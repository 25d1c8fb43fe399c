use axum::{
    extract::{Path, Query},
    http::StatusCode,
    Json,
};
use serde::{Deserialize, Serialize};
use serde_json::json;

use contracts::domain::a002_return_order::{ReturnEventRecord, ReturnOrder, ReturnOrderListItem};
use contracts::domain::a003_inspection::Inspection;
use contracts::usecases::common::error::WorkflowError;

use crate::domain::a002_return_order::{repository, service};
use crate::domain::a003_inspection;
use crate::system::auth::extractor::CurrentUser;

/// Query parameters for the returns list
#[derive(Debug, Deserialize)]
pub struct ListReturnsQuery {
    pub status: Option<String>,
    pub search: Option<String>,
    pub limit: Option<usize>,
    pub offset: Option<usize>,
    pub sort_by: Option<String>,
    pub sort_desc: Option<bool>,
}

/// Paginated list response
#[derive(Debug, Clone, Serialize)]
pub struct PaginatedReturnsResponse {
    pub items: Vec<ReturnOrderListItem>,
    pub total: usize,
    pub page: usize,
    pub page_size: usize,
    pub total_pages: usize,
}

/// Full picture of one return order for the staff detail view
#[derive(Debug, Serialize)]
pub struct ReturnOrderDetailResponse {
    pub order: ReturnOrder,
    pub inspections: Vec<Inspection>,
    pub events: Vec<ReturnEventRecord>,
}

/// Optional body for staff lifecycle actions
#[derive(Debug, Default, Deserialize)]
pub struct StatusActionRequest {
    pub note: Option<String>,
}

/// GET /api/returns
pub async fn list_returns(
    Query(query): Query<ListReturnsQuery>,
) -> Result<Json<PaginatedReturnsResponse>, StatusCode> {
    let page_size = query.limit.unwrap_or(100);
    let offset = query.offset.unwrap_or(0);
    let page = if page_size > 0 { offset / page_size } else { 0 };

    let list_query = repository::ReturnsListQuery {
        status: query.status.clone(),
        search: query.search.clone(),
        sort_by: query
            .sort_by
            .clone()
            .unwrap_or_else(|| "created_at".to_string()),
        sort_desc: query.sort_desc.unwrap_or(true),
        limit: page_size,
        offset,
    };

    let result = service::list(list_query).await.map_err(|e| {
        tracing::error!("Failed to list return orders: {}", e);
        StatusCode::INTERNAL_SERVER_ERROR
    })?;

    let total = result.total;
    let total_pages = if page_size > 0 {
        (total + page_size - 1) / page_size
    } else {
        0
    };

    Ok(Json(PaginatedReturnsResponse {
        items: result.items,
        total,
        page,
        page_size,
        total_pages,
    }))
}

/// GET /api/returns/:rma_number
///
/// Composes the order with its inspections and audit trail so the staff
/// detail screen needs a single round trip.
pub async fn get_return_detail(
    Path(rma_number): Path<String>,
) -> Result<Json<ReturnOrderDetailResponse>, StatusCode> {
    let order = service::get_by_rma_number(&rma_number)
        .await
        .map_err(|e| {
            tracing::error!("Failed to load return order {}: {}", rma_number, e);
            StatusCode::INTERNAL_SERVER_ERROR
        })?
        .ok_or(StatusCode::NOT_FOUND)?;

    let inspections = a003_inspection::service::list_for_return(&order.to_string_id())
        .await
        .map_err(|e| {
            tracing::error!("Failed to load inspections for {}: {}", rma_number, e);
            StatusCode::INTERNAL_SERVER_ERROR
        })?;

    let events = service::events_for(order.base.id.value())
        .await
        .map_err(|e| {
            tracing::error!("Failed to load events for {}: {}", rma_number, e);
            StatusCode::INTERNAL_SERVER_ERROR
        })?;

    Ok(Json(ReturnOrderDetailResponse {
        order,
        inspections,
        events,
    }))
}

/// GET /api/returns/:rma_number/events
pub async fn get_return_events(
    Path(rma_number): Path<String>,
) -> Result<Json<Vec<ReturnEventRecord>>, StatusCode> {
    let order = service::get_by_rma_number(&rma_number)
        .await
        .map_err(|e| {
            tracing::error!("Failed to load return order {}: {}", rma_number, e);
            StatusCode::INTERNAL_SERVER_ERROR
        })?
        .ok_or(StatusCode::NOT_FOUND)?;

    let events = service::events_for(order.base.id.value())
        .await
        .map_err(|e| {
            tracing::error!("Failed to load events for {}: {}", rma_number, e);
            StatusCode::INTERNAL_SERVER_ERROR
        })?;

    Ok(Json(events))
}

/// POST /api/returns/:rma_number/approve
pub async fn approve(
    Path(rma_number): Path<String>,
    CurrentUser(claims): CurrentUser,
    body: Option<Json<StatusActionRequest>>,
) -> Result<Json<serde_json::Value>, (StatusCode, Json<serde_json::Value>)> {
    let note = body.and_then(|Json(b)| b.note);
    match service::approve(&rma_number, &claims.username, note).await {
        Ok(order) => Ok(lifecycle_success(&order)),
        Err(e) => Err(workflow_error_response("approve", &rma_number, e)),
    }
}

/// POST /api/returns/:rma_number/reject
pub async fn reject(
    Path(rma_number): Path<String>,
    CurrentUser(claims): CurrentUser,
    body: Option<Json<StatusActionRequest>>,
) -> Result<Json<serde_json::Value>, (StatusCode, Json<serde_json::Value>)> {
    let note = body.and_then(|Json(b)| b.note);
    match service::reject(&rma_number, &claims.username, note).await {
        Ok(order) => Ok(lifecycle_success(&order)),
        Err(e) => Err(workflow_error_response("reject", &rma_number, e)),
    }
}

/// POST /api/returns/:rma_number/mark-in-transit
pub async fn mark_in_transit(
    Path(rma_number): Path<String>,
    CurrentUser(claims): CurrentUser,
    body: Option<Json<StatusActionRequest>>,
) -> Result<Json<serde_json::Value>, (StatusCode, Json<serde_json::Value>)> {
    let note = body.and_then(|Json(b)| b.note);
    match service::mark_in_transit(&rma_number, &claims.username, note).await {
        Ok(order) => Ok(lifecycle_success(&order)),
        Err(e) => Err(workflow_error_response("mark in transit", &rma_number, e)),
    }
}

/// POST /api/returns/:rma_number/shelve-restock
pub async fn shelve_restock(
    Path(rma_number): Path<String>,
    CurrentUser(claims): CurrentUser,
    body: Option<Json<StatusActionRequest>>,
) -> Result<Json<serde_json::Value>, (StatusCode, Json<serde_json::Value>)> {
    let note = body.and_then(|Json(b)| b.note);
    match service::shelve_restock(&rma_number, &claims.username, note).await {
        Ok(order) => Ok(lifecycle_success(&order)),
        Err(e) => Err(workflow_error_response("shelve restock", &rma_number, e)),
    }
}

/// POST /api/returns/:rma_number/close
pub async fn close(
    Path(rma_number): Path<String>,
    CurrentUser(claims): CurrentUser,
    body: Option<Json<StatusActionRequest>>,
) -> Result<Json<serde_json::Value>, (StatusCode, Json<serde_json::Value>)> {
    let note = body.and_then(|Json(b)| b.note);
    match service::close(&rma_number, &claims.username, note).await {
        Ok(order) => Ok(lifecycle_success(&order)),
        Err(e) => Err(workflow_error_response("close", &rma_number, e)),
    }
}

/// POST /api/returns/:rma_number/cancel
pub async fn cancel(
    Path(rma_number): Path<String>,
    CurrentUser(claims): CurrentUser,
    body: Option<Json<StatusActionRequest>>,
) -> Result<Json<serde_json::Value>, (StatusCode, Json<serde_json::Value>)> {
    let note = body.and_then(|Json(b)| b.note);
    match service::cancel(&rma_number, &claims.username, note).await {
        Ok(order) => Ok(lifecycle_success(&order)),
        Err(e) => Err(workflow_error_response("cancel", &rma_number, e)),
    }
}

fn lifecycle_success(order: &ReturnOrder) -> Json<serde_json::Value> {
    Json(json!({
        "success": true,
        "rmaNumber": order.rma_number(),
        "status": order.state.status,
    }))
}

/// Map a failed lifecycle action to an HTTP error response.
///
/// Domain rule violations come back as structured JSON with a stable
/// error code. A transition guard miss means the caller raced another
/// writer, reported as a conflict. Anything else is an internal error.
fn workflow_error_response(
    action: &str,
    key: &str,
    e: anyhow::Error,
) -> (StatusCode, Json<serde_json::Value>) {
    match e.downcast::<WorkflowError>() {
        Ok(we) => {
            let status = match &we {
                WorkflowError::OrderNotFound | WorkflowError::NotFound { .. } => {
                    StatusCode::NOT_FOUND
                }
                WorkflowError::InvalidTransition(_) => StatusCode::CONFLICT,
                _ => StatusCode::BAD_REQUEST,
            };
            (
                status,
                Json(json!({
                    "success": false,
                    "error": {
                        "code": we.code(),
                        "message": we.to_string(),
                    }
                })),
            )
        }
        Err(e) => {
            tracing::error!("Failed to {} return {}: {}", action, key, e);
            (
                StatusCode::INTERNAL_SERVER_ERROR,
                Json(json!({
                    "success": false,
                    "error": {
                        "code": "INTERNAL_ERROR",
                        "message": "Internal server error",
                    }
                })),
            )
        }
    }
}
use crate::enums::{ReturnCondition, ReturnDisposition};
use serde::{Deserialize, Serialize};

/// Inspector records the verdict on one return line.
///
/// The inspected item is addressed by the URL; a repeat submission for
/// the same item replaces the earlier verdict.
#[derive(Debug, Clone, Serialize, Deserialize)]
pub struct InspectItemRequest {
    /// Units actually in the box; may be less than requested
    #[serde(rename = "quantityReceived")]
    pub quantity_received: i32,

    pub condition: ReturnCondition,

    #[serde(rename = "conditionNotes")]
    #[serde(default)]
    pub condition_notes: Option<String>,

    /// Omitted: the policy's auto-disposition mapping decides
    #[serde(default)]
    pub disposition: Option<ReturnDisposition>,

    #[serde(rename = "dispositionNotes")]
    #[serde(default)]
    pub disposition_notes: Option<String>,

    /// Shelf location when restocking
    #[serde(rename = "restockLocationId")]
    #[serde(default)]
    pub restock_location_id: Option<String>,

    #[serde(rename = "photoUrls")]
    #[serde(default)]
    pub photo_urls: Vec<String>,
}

What the exercise asks – Going through the data, count each line where the word "true" appears, and state only the total.

Task response – 2